Dans le premier livre écrit sur le parfum par le Grec Appollonius, il est indiqué que les meilleurs parfums à la rose sont fabriqués à Phaselis, mais que les parfumeurs de Naples et de Capoue fournissent également un bon produit. "Le parfum de safran s'achète le mieux en Cilicie et à Rhodes. Les parfums de majoran et de pomme viennent de l'île de Kos et si vous voulez un excellent parfum de cyprès, vous devez l'importer d'Égypte". À la fin d'une longue liste, Apollonius écrit que la provenance du parfum n'a pas d'importance. Selon lui, ce sont les personnes qui tirent les arômes qui en déterminent la qualité. Il faut avoir de bons matériaux et le parfumeur doit être un véritable artiste...

Les parfumeurs de Grèce avaient en effet le don artistique de composer de beaux parfums.
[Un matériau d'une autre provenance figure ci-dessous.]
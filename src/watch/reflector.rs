use std::{
    sync::{
        Arc, Mutex, PoisonError,
        atomic::{AtomicBool, Ordering},
    },
    time::Duration,
};

use futures::{FutureExt, StreamExt, future::BoxFuture};
use kube::{
    Api, Client, ResourceExt,
    api::{ApiResource, DynamicObject},
    core::GroupVersion,
    discovery::{self, Scope},
    runtime::{
        WatchStreamExt,
        reflector::{ObjectRef, Store, store::Writer},
        watcher,
    },
};
use tokio::runtime::Handle;
use tracing::{debug, warn};

use super::WatchCache;
use crate::{
    error::{Error, Result},
    gvr::ResourceIdentity,
    retry::{RetryPolicy, retry_with_policy},
    scope::ScopeKey,
    selector::{Selector, SelectorExt},
    shutdown::Shutdown,
};

/// Pause before a watch whose stream ended is rebuilt.
const RESTART_DELAY: Duration = Duration::from_secs(1);

/// Watch cache mirroring one resource kind with a kube reflector.
///
/// The store is keyed by an `ApiResource` built from the identity alone, so
/// lookups never depend on discovery. Discovery runs in the background task
/// to learn the kind and whether the resource is namespaced.
pub struct ReflectorCache {
    gvr: ResourceIdentity,
    scope: ScopeKey,
    resync: Duration,
    client: Client,
    dyntype: ApiResource,
    store: Store<DynamicObject>,
    writer: Mutex<Option<Writer<DynamicObject>>>,
    served: Arc<AtomicBool>,
}

impl ReflectorCache {
    pub fn new(client: Client, gvr: ResourceIdentity, scope: ScopeKey, resync: Duration) -> Self {
        let dyntype = gvr.to_api_resource();
        let writer = Writer::new(dyntype.clone());
        let store = writer.as_reader();
        Self {
            gvr,
            scope,
            resync,
            client,
            dyntype,
            store,
            writer: Mutex::new(Some(writer)),
            served: Arc::new(AtomicBool::new(true)),
        }
    }

    pub fn store(&self) -> &Store<DynamicObject> {
        &self.store
    }
}

impl WatchCache for ReflectorCache {
    fn gvr(&self) -> &ResourceIdentity {
        &self.gvr
    }

    fn start(&self, shutdown: &Shutdown) -> Result<()> {
        let runtime = Handle::try_current().map_err(|_| Error::NoRuntime)?;
        let Some(writer) = self
            .writer
            .lock()
            .unwrap_or_else(PoisonError::into_inner)
            .take()
        else {
            return Ok(());
        };

        debug!(gvr = %self.gvr, scope = %self.scope, "starting watch cache");
        runtime.spawn(sync(
            self.client.clone(),
            self.gvr.clone(),
            self.scope.clone(),
            self.resync,
            writer,
            self.served.clone(),
            shutdown.clone(),
        ));
        Ok(())
    }

    fn served(&self) -> bool {
        self.served.load(Ordering::Acquire)
    }

    fn wait_for_sync(&self, shutdown: &Shutdown) -> BoxFuture<'static, bool> {
        let store = self.store.clone();
        let shutdown = shutdown.clone();
        async move {
            tokio::select! {
                ready = store.wait_until_ready() => ready.is_ok(),
                _ = shutdown.signaled() => false,
            }
        }
        .boxed()
    }

    fn list(&self, namespace: Option<&str>, selector: &Selector) -> Vec<Arc<DynamicObject>> {
        self.store
            .state()
            .into_iter()
            .filter(|obj| namespace.is_none() || obj.namespace().as_deref() == namespace)
            .filter(|obj| selector.matches(obj.labels()))
            .collect()
    }

    fn get(&self, namespace: Option<&str>, name: &str) -> Option<Arc<DynamicObject>> {
        let mut key = ObjectRef::new_with(name, self.dyntype.clone());
        if let Some(ns) = namespace {
            key = key.within(ns);
        }
        self.store.get(&key)
    }

    fn keys(&self) -> Vec<String> {
        self.store
            .state()
            .iter()
            .map(|obj| match obj.namespace() {
                Some(ns) => format!("{ns}/{}", obj.name_any()),
                None => obj.name_any(),
            })
            .collect()
    }
}

/// Resolves the watch api for `gvr`, consulting discovery for kind and scope.
async fn resolve_api(
    client: &Client,
    gvr: &ResourceIdentity,
    scope: &ScopeKey,
) -> Result<Option<Api<DynamicObject>>, kube::Error> {
    let gv = GroupVersion::gv(&gvr.group, &gvr.version);
    let group = discovery::pinned_group(client, &gv).await?;
    let found = group
        .versioned_resources(&gvr.version)
        .into_iter()
        .find(|(ar, _)| ar.plural == gvr.resource);

    Ok(found.map(|(ar, caps)| match (caps.scope, scope.namespace()) {
        (Scope::Namespaced, Some(ns)) => Api::namespaced_with(client.clone(), ns, &ar),
        _ => Api::all_with(client.clone(), &ar),
    }))
}

/// Runs discovery until it answers; transient failures are retried with backoff.
///
/// `None` means the cluster does not serve the kind, or refused to describe it.
async fn discover(
    client: &Client,
    gvr: &ResourceIdentity,
    scope: &ScopeKey,
) -> Option<Api<DynamicObject>> {
    let policy = RetryPolicy::persistent();
    match retry_with_policy(&policy, || resolve_api(client, gvr, scope)).await {
        Ok(Some(api)) => Some(api),
        Ok(None) => {
            warn!(%gvr, "resource is not served by the cluster");
            None
        }
        Err(error) => {
            warn!(%error, %gvr, "discovery failed");
            None
        }
    }
}

/// Feeds the store until shutdown, relisting every `resync` interval.
async fn sync(
    client: Client,
    gvr: ResourceIdentity,
    scope: ScopeKey,
    resync: Duration,
    mut writer: Writer<DynamicObject>,
    served: Arc<AtomicBool>,
    shutdown: Shutdown,
) {
    let api = tokio::select! {
        api = discover(&client, &gvr, &scope) => api,
        _ = shutdown.clone().signaled() => return,
    };
    let Some(api) = api else {
        // Dropping the writer releases every sync waiter.
        served.store(false, Ordering::Release);
        return;
    };

    loop {
        let mut events = watcher(api.clone(), watcher::Config::default())
            .default_backoff()
            .boxed();
        let resync_after = async {
            if resync.is_zero() {
                std::future::pending::<()>().await;
            }
            tokio::time::sleep(resync).await;
        };
        tokio::pin!(resync_after);

        loop {
            tokio::select! {
                _ = shutdown.clone().signaled() => {
                    debug!(%gvr, scope = %scope, "watch cache stopped");
                    return;
                }
                _ = &mut resync_after => {
                    debug!(%gvr, scope = %scope, "resyncing");
                    break;
                }
                event = events.next() => match event {
                    Some(Ok(event)) => writer.apply_watcher_event(&event),
                    Some(Err(error)) => warn!(%error, %gvr, "watch failed"),
                    None => {
                        debug!(%gvr, scope = %scope, "watch stream ended, restarting");
                        tokio::select! {
                            _ = tokio::time::sleep(RESTART_DELAY) => break,
                            _ = shutdown.clone().signaled() => return,
                        }
                    }
                },
            }
        }
    }
}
Les femmes qui ont ouvert la voie de la beauté et du parfum étaient des courtisanes douées, appelées hetairen en Grèce. Les plus célèbres étaient la belle Phryné, vénérée comme une déesse, et Aspasia, qui était surtout admirée pour son esprit. Cette dernière a écrit deux livres sur la fabrication des cosmétiques, mais ces ouvrages ont été perdus dans le grand incendie d'Alexandrie. L'une de ses formules fut toutefois gravée sur une table de bronze et placée dans les temples d'Apollon et d'Esculape, juste à côté de celui d'Hippocrate. Ce n'est pas un hasard, car à cette époque, les cosmétiques faisaient encore partie des sciences médicales. Les païens d'Athènes s'entouraient de poètes, de savants et d'hommes d'État intéressants. Avant que leur "journée" ne commence, ils se faisaient masser de la tête aux pieds par leurs esclaves, puis se glissaient dans un bain parfumé. Ils étaient séchés à l'aide de plumes d'oie et leur peau picotée était ensuite frottée avec de l'huile parfumée venue d'Orient. Le bain de bouche qu'ils utilisaient pour parfumer leur haleine était également odorant.